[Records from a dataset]

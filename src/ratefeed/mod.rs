pub mod client;
pub mod models;
pub mod poller;

pub use client::{FeedError, RateFeedClient};
pub use models::{extract_live_transactions, LiveRates};
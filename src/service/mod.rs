use crate::db::transaction;
use crate::models::{NewTransaction, Transaction, TransactionPage};
use crate::state::AppState;
use thiserror::Error;
use tracing::debug;

#[derive(Error, Debug)]
pub enum ServiceError {
    #[error("Could not find transaction")]
    NotFound,

    #[error("Database error: {0}")]
    Database(#[from] sqlx::Error),
}

/// Persist a transaction and broadcast the created event.
///
/// Exactly one store write and one publish per successful insert; the publish
/// is fire-and-forget and cannot fail the insert. No publish happens when the
/// store write fails.
pub async fn insert_transaction(
    state: &AppState,
    record: NewTransaction,
) -> Result<i64, ServiceError> {
    let id = transaction::insert_transaction(&state.db_pool, &record).await?;

    let reached = state.notifier.publish(record.into_persisted(id));
    debug!("Inserted transaction {}, notified {} subscribers", id, reached);

    Ok(id)
}

/// Paginated history, newest first. `page` is 1-indexed.
pub async fn get_transactions(
    state: &AppState,
    page: i64,
    limit: i64,
) -> Result<TransactionPage, ServiceError> {
    let offset = (page - 1) * limit;
    let transactions = transaction::list_transactions(&state.db_pool, offset, limit).await?;
    let count = transaction::count_transactions(&state.db_pool).await?;

    // round(), not ceiling: kept for wire compatibility with existing clients
    let total_pages = (count as f64 / limit as f64).round() as i64;

    Ok(TransactionPage {
        total_transactions: count,
        total_pages,
        transactions,
    })
}

/// Most recently inserted record matching both fields exactly.
///
/// An empty result and a failed lookup both surface as NotFound; callers see
/// a single "could not find transaction" failure either way.
pub async fn find_latest_rate(
    state: &AppState,
    currency_from: &str,
    kind: &str,
) -> Result<Transaction, ServiceError> {
    match transaction::find_latest_by_from_and_type(&state.db_pool, currency_from, kind).await {
        Ok(Some(tx)) => Ok(tx),
        Ok(None) => Err(ServiceError::NotFound),
        Err(_) => Err(ServiceError::NotFound),
    }
}
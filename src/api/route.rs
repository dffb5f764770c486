use crate::{
    api::{error::ApiError, ws},
    models::{CreatedResponse, NewTransaction},
    service,
    state::AppState,
    validation::{validate_currency, validate_limit, validate_page},
};
use axum::{
    extract::{Query, State},
    http::StatusCode,
    response::{IntoResponse, Response},
    routing::{get, post},
    Json, Router,
};
use serde::Deserialize;
use std::sync::Arc;
use tower_http::cors::CorsLayer;
use tracing::info;

// GET /transactions query parameters
#[derive(Deserialize)]
pub struct ListQuery {
    page: String,
    limit: String,
}

// GET /transactions/rate query parameters
#[derive(Deserialize)]
pub struct RateQuery {
    #[serde(rename = "currencyFrom")]
    currency_from: String,
    #[serde(rename = "type")]
    kind: String,
}

// Create router with all routes
pub fn create_router(app_state: Arc<AppState>) -> Router {
    Router::new()
        .route("/transactions", post(create_transaction).get(get_transactions))
        .route("/transactions/rate", get(get_rate))
        .route("/events", get(ws::events_handler))
        .layer(CorsLayer::permissive())
        .with_state(app_state)
}

// POST /transactions handler
async fn create_transaction(
    State(state): State<Arc<AppState>>,
    Json(body): Json<NewTransaction>,
) -> Result<Response, ApiError> {
    info!(
        "Recording {} transaction: {} {} -> {}",
        body.kind, body.amount1, body.currency_from, body.currency_to
    );

    let id = service::insert_transaction(&state, body).await?;

    Ok((StatusCode::CREATED, Json(CreatedResponse { id })).into_response())
}

// GET /transactions handler
async fn get_transactions(
    State(state): State<Arc<AppState>>,
    Query(params): Query<ListQuery>,
) -> Result<Response, ApiError> {
    let page = validate_page(&params.page)?;
    let limit = validate_limit(&params.limit)?;

    let result = service::get_transactions(&state, page, limit).await?;

    Ok(Json(result).into_response())
}

// GET /transactions/rate handler
async fn get_rate(
    State(state): State<Arc<AppState>>,
    Query(params): Query<RateQuery>,
) -> Result<Response, ApiError> {
    validate_currency("currencyFrom", &params.currency_from)?;
    validate_currency("type", &params.kind)?;

    let transaction = service::find_latest_rate(&state, &params.currency_from, &params.kind).await?;

    Ok(Json(transaction).into_response())
}
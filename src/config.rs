use dotenv::dotenv;
use std::env;
use std::time::Duration;

#[derive(Debug, Clone)]
pub struct Config {
    pub database_url: String,
    pub server_host: String,
    pub server_port: u16,
    pub rate_feed_url: String,
    pub rate_feed_access_key: String,
    pub rate_feed_symbols: String,
    pub rate_feed_timeout_secs: u64,
    pub poll_interval: Duration,
    pub notify_capacity: usize,
}

impl Config {
    pub fn from_env() -> Self {
        dotenv().ok();

        let database_url =
            env::var("DATABASE_URL").unwrap_or_else(|_| "sqlite:exchange.db".to_string());
        let server_host = env::var("SERVER_HOST").unwrap_or_else(|_| "127.0.0.1".to_string());
        let server_port = env::var("SERVER_PORT")
            .unwrap_or_else(|_| "8080".to_string())
            .parse()
            .unwrap_or(8080);
        let rate_feed_url =
            env::var("RATE_FEED_URL").unwrap_or_else(|_| "http://api.coinlayer.com".to_string());
        let rate_feed_access_key = env::var("RATE_FEED_ACCESS_KEY").unwrap_or_default();
        let rate_feed_symbols =
            env::var("RATE_FEED_SYMBOLS").unwrap_or_else(|_| "BTC,ETH,XRP".to_string());
        let rate_feed_timeout_secs = env::var("RATE_FEED_TIMEOUT_SECS")
            .map(|v| v.parse().unwrap_or(30))
            .unwrap_or(30);
        let poll_interval = env::var("POLL_INTERVAL_SECS")
            .unwrap_or_else(|_| "300".to_string())
            .parse()
            .map(Duration::from_secs)
            .unwrap_or(Duration::from_secs(300));
        let notify_capacity = env::var("NOTIFY_CHANNEL_CAPACITY")
            .map(|v| v.parse().unwrap_or(128))
            .unwrap_or(128);

        Self {
            database_url,
            server_host,
            server_port,
            rate_feed_url,
            rate_feed_access_key,
            rate_feed_symbols,
            rate_feed_timeout_secs,
            poll_interval,
            notify_capacity,
        }
    }
}
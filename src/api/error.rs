use crate::service::ServiceError;
use crate::validation::ValidationError;
use axum::{
    http::StatusCode,
    response::{IntoResponse, Response},
    Json,
};
use serde_json::json;
use thiserror::Error;
use tracing::error;

#[derive(Error, Debug)]
pub enum ApiError {
    #[error("Invalid request: {0}")]
    BadRequest(String),

    #[error("Could not find transaction")]
    NotFound,

    #[error("Database error: {0}")]
    Database(#[from] sqlx::Error),

    #[error("Invalid parameter: {0}")]
    InvalidParameter(String),
}

impl IntoResponse for ApiError {
    fn into_response(self) -> Response {
        let (status, message) = match &self {
            ApiError::BadRequest(_) => (StatusCode::BAD_REQUEST, self.to_string()),
            ApiError::NotFound => (StatusCode::NOT_FOUND, self.to_string()),
            ApiError::Database(e) => {
                error!("Database error while handling request: {}", e);
                (
                    StatusCode::INTERNAL_SERVER_ERROR,
                    "Database error occurred".to_string(),
                )
            }
            ApiError::InvalidParameter(_) => (StatusCode::BAD_REQUEST, self.to_string()),
        };

        let body = Json(json!({
            "error": message,
        }));

        (status, body).into_response()
    }
}

impl From<ValidationError> for ApiError {
    fn from(err: ValidationError) -> Self {
        match err {
            ValidationError::MissingParameter(param) => {
                ApiError::BadRequest(format!("Missing parameter: {}", param))
            }
            ValidationError::InvalidParameter(msg) => ApiError::InvalidParameter(msg),
        }
    }
}

impl From<ServiceError> for ApiError {
    fn from(err: ServiceError) -> Self {
        match err {
            ServiceError::NotFound => ApiError::NotFound,
            ServiceError::Database(e) => ApiError::Database(e),
        }
    }
}
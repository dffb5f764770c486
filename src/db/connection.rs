use crate::db::INIT_SCHEMA;
use sqlx::{migrate::MigrateDatabase, Pool, Sqlite, SqlitePool};

pub async fn establish_connection(database_url: &str) -> Result<Pool<Sqlite>, sqlx::Error> {
    // Create database if it doesn't exist
    if !Sqlite::database_exists(database_url).await.unwrap_or(false) {
        Sqlite::create_database(database_url).await?;
    }

    // Create connection pool
    let pool = SqlitePool::connect(database_url).await?;

    // Enable WAL mode for better concurrency
    sqlx::query("PRAGMA journal_mode=WAL").execute(&pool).await?;

    // Initialize schema
    sqlx::raw_sql(INIT_SCHEMA).execute(&pool).await?;

    Ok(pool)
}
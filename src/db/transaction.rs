use crate::models::{NewTransaction, Transaction};
use sqlx::{sqlite::SqliteRow, Pool, Row, Sqlite};

pub async fn insert_transaction(
    pool: &Pool<Sqlite>,
    record: &NewTransaction,
) -> Result<i64, sqlx::Error> {
    let result = sqlx::query(
        r#"INSERT INTO transactions
           (transaction_date, currency_from, amount1, currency_to, amount2, type)
           VALUES (?, ?, ?, ?, ?, ?)"#,
    )
    .bind(&record.transaction_date)
    .bind(&record.currency_from)
    .bind(record.amount1)
    .bind(&record.currency_to)
    .bind(record.amount2)
    .bind(&record.kind)
    .execute(pool)
    .await?;

    Ok(result.last_insert_rowid())
}

pub async fn list_transactions(
    pool: &Pool<Sqlite>,
    offset: i64,
    limit: i64,
) -> Result<Vec<Transaction>, sqlx::Error> {
    let rows = sqlx::query(
        r#"SELECT id, transaction_date, currency_from, amount1, currency_to, amount2, type
           FROM transactions
           ORDER BY id DESC
           LIMIT ? OFFSET ?"#,
    )
    .bind(limit)
    .bind(offset)
    .fetch_all(pool)
    .await?;

    Ok(rows.iter().map(row_to_transaction).collect())
}

pub async fn count_transactions(pool: &Pool<Sqlite>) -> Result<i64, sqlx::Error> {
    let count = sqlx::query("SELECT COUNT(*) FROM transactions")
        .fetch_one(pool)
        .await?
        .get::<i64, _>(0);

    Ok(count)
}

/// Newest record matching both fields exactly, or None when no row matches.
pub async fn find_latest_by_from_and_type(
    pool: &Pool<Sqlite>,
    currency_from: &str,
    kind: &str,
) -> Result<Option<Transaction>, sqlx::Error> {
    let row = sqlx::query(
        r#"SELECT id, transaction_date, currency_from, amount1, currency_to, amount2, type
           FROM transactions
           WHERE currency_from = ? AND type = ?
           ORDER BY id DESC
           LIMIT 1"#,
    )
    .bind(currency_from)
    .bind(kind)
    .fetch_optional(pool)
    .await?;

    Ok(row.as_ref().map(row_to_transaction))
}

fn row_to_transaction(row: &SqliteRow) -> Transaction {
    Transaction {
        id: row.get("id"),
        transaction_date: row.get("transaction_date"),
        currency_from: row.get("currency_from"),
        amount1: row.get("amount1"),
        currency_to: row.get("currency_to"),
        amount2: row.get("amount2"),
        kind: row.get("type"),
    }
}
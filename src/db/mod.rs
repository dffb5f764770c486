pub mod connection;
pub mod transaction;

pub const INIT_SCHEMA: &str = r#"
-- Create transactions table
CREATE TABLE IF NOT EXISTS transactions (
    id INTEGER PRIMARY KEY AUTOINCREMENT,
    transaction_date TEXT NOT NULL,
    currency_from TEXT NOT NULL,
    amount1 REAL NOT NULL,
    currency_to TEXT NOT NULL,
    amount2 REAL NOT NULL,
    type TEXT NOT NULL
);

-- Index for "latest rate by currency and type" lookups
CREATE INDEX IF NOT EXISTS idx_transactions_from_type ON transactions(currency_from, type, id);
"#;
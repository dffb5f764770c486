use crate::config::Config;
use crate::notify::Notifier;
use sqlx::SqlitePool;

pub struct AppState {
    pub config: Config,
    pub db_pool: SqlitePool,
    pub notifier: Notifier,
}
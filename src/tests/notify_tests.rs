//! tests/notify_tests.rs - Notification channel contract tests

#[cfg(test)]
mod tests {
    use crate::{
        models::{Transaction, EXCHANGED},
        notify::{EventEnvelope, Notifier},
    };
    use serde_json::{json, Value};
    use tokio::sync::broadcast::error::RecvError;

    fn sample(id: i64) -> Transaction {
        Transaction {
            id,
            transaction_date: "1000".to_string(),
            currency_from: "BTC".to_string(),
            amount1: 1.0,
            currency_to: "USD".to_string(),
            amount2: 50000.0,
            kind: EXCHANGED.to_string(),
        }
    }

    #[tokio::test]
    async fn test_publish_reports_subscribers_reached() {
        let notifier = Notifier::new(16);

        // Nobody listening yet
        assert_eq!(notifier.publish(sample(1)), 0);

        let mut first = notifier.subscribe();
        let mut second = notifier.subscribe();
        assert_eq!(notifier.publish(sample(2)), 2);

        assert_eq!(first.recv().await.unwrap().id, 2);
        assert_eq!(second.recv().await.unwrap().id, 2);
    }

    #[tokio::test]
    async fn test_lagged_subscriber_drops_oldest_events() {
        let notifier = Notifier::new(2);
        let mut events = notifier.subscribe();

        for id in 1..=4 {
            notifier.publish(sample(id));
        }

        // Capacity 2: events 1 and 2 are gone, the rest still deliver in order
        assert!(matches!(events.recv().await, Err(RecvError::Lagged(2))));
        assert_eq!(events.recv().await.unwrap().id, 3);
        assert_eq!(events.recv().await.unwrap().id, 4);
    }

    #[test]
    fn test_event_envelope_wire_shape() {
        let envelope = EventEnvelope::created(sample(7));
        let value: Value = serde_json::to_value(&envelope).unwrap();

        assert_eq!(value["event"], json!("transaction.created"));
        assert_eq!(value["data"]["id"], json!(7));
        assert_eq!(value["data"]["transactionDate"], json!("1000"));
        assert_eq!(value["data"]["currencyFrom"], json!("BTC"));
        assert_eq!(value["data"]["amount2"], json!(50000.0));
        assert_eq!(value["data"]["type"], json!(EXCHANGED));
    }
}
use crate::notify::EventEnvelope;
use crate::state::AppState;
use axum::{
    extract::{
        ws::{Message, WebSocket, WebSocketUpgrade},
        State,
    },
    response::Response,
};
use futures::{SinkExt, StreamExt};
use std::sync::Arc;
use tokio::sync::broadcast::error::RecvError;
use tracing::{debug, warn};

// GET /events handler: push every created transaction to the client
pub async fn events_handler(
    ws: WebSocketUpgrade,
    State(state): State<Arc<AppState>>,
) -> Response {
    ws.on_upgrade(move |socket| handle_socket(socket, state))
}

async fn handle_socket(socket: WebSocket, state: Arc<AppState>) {
    let mut events = state.notifier.subscribe();
    let (mut sender, mut receiver) = socket.split();

    debug!("Notification subscriber connected");

    loop {
        tokio::select! {
            event = events.recv() => {
                match event {
                    Ok(transaction) => {
                        let envelope = EventEnvelope::created(transaction);
                        let payload = match serde_json::to_string(&envelope) {
                            Ok(payload) => payload,
                            Err(e) => {
                                warn!("Failed to serialize notification: {}", e);
                                continue;
                            }
                        };
                        if sender.send(Message::Text(payload.into())).await.is_err() {
                            break;
                        }
                    }
                    Err(RecvError::Lagged(skipped)) => {
                        // Best-effort delivery: the client reconciles on its
                        // next full list fetch.
                        warn!("Notification subscriber lagged, skipped {} events", skipped);
                    }
                    Err(RecvError::Closed) => break,
                }
            }
            incoming = receiver.next() => {
                match incoming {
                    // Inbound frames carry nothing we act on
                    Some(Ok(_)) => {}
                    Some(Err(_)) | None => break,
                }
            }
        }
    }

    debug!("Notification subscriber disconnected");
}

- [Exercise prompt]: Search the data above for "CreatedResponse" and copy every line where it turns up.

- [Exercise answer]:
    models::{CreatedResponse, NewTransaction},
    Ok((StatusCode::CREATED, Json(CreatedResponse { id })).into_response())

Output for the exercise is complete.